Pablo, o companheiro de uma vida, “aparece” pouco neste livro. Sobre ele, diz ela: possuía uma inteligência enorme e originalíssima (…) era teimoso, resmungão, sedutor, honesto, escrevia muito bem e era um ótimo jornalista, além de elegante, atlético e meticuloso, e gostava tanto do silêncio como das discussões (…) julgo que não posso dizer mais nada sobre Pablo: o seu lugar fica no centro do silêncio.
É triste mas belo, este último livro de Rosa Montero.
Sobre a morte, ela aconselha: … é preciso fazer alguma coisa com a morte. É preciso fazer alguma coisa com os mortos. É preciso pôr-lhes flores. Falar com eles. Dizer que os amamos e que sempre o fizemos. É melhor fazê-lo ao vivo; senão, também o podemos declarar depois. Podemos gritá-lo ao mundo. Ou então escrevê-lo num livro como este. Pablo, que pena ter esquecido que podias morrer, que podia perder-te. Se tivesse essa consciência, ter-te-ia amado não mais, mas melhor, Ter-te-ia dito muito mais vezes que te amava. Teria discutido menos por tontices. Ter-me-ia rido mais.
Mas, avisa, e eu confirmo, este não é um livro sobre a morte. É sim, sobre a superação da dor, das relações entre homens e mulheres, do esplendor do sexo, da morte e da vida, da ciência e da ignorância, da força salvadora da literatura e da sabedoria dos que aprendem a gozar a existência em plenitude.

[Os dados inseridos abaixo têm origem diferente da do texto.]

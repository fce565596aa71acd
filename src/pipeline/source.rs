//! PDF sources: the [`PdfSource`] seam and its pdfium implementation.
//!
//! The page loop in [`super::render`] only needs a page count and a way to
//! turn one page into pixels. Keeping that behind a trait lets the loop be
//! tested without a pdfium library and keeps pdfium types out of the rest
//! of the crate.
//!
//! A `PdfiumSource` owns its `PdfDocument`; dropping the source closes the
//! document. `PdfEngine` owns the bound library and must outlive every
//! source it opens, which the borrow checker enforces.

use crate::error::Pdf2ImgError;
use crate::output::DocumentMetadata;
use image::DynamicImage;
use pdfium_render::prelude::*;
use std::path::Path;
use tracing::{debug, info};

/// Anything that can be rasterised page by page.
pub trait PdfSource {
    /// Number of pages in the document.
    fn page_count(&self) -> usize;

    /// Render the 0-based page `index` at `scale` (applied to both axes).
    fn render_page(&self, index: usize, scale: f32) -> Result<DynamicImage, Pdf2ImgError>;
}

/// A bound pdfium library.
pub struct PdfEngine {
    pdfium: Pdfium,
}

impl PdfEngine {
    /// Bind pdfium, downloading it on first use if necessary.
    pub fn bind() -> Result<Self, Pdf2ImgError> {
        let pdfium = pdfium_auto::bind_pdfium(None)?;
        Ok(Self { pdfium })
    }

    /// Wrap an already-bound pdfium instance.
    pub fn from_pdfium(pdfium: Pdfium) -> Self {
        Self { pdfium }
    }

    /// The underlying pdfium handle.
    pub fn pdfium(&self) -> &Pdfium {
        &self.pdfium
    }

    /// Open a PDF file.
    pub fn open<'a>(
        &'a self,
        path: &Path,
        password: Option<&'a str>,
    ) -> Result<PdfiumSource<'a>, Pdf2ImgError> {
        let document = self
            .pdfium
            .load_pdf_from_file(path, password)
            .map_err(|e| open_error(path, password, e))?;
        Ok(PdfiumSource::new(document))
    }

    /// Open a PDF held in memory.
    pub fn open_bytes<'a>(
        &'a self,
        bytes: &'a [u8],
        password: Option<&'a str>,
    ) -> Result<PdfiumSource<'a>, Pdf2ImgError> {
        let document = self
            .pdfium
            .load_pdf_from_byte_slice(bytes, password)
            .map_err(|e| open_error(Path::new("<memory>"), password, e))?;
        Ok(PdfiumSource::new(document))
    }

    /// Read document metadata without rendering.
    pub fn metadata(
        &self,
        path: &Path,
        password: Option<&str>,
    ) -> Result<DocumentMetadata, Pdf2ImgError> {
        let source = self.open(path, password)?;
        let document = &source.document;
        let metadata = document.metadata();

        let get_meta = |tag: PdfDocumentMetadataTagType| -> Option<String> {
            metadata
                .get(tag)
                .map(|t| t.value().to_string())
                .filter(|v| !v.is_empty())
        };

        Ok(DocumentMetadata {
            title: get_meta(PdfDocumentMetadataTagType::Title),
            author: get_meta(PdfDocumentMetadataTagType::Author),
            subject: get_meta(PdfDocumentMetadataTagType::Subject),
            creator: get_meta(PdfDocumentMetadataTagType::Creator),
            producer: get_meta(PdfDocumentMetadataTagType::Producer),
            creation_date: get_meta(PdfDocumentMetadataTagType::CreationDate),
            modification_date: get_meta(PdfDocumentMetadataTagType::ModificationDate),
            page_count: source.page_count(),
            pdf_version: format!("{:?}", document.version()),
        })
    }
}

/// Map a pdfium load failure, singling out password problems.
fn open_error(path: &Path, password: Option<&str>, e: PdfiumError) -> Pdf2ImgError {
    let detail = format!("{e:?}");
    let path = path.to_path_buf();
    if detail.to_ascii_lowercase().contains("password") {
        if password.is_some() {
            Pdf2ImgError::WrongPassword { path }
        } else {
            Pdf2ImgError::PasswordRequired { path }
        }
    } else {
        Pdf2ImgError::SourceOpen { path, detail }
    }
}

/// An open pdfium document.
pub struct PdfiumSource<'a> {
    document: PdfDocument<'a>,
}

impl<'a> PdfiumSource<'a> {
    fn new(document: PdfDocument<'a>) -> Self {
        info!("PDF loaded: {} pages", document.pages().len());
        Self { document }
    }

    /// The wrapped pdfium document.
    pub fn document(&self) -> &PdfDocument<'a> {
        &self.document
    }
}

impl PdfSource for PdfiumSource<'_> {
    fn page_count(&self) -> usize {
        self.document.pages().len() as usize
    }

    fn render_page(&self, index: usize, scale: f32) -> Result<DynamicImage, Pdf2ImgError> {
        let encode_err = |e: PdfiumError| Pdf2ImgError::Encode {
            page: index + 1,
            detail: format!("{e:?}"),
        };

        let page = self.document.pages().get(index as u16).map_err(encode_err)?;
        let bitmap = page
            .render_with_config(&PdfRenderConfig::new().scale_page_by_factor(scale))
            .map_err(encode_err)?;

        let image = bitmap.as_image();
        debug!(
            "Rendered page {} → {}x{} px",
            index + 1,
            image.width(),
            image.height()
        );
        Ok(image)
    }
}

impl Drop for PdfiumSource<'_> {
    fn drop(&mut self) {
        debug!("Closing PDF document");
    }
}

Habituei-me a rir com a escrita de Rosa Montero em "A louca da casa", romance que continuo a considerar, excelente, apaixonante, hilariante e muito inteligente. Ao lê-lo, ri, ri, ri.
Agora, com “A ridícula ideia de não voltar a ver-te” - bem, não chorei, mas pouco faltou - aprendi a celebrar serena e plenamente a vida com os meus entes queridos, porque... breve é o nosso dia e imensa a noite.
Celebremos, todos!

A ridícula ideia de não voltar a ver-te, de Rosa Montero
Tradução de Helena Pitta
Porto Editora, 2015-09-05
175 págs.

4 comentários:

  1. Gostei deste livro, que li há pouco tempo.

    Bom fim-de-semana e boas leituras:)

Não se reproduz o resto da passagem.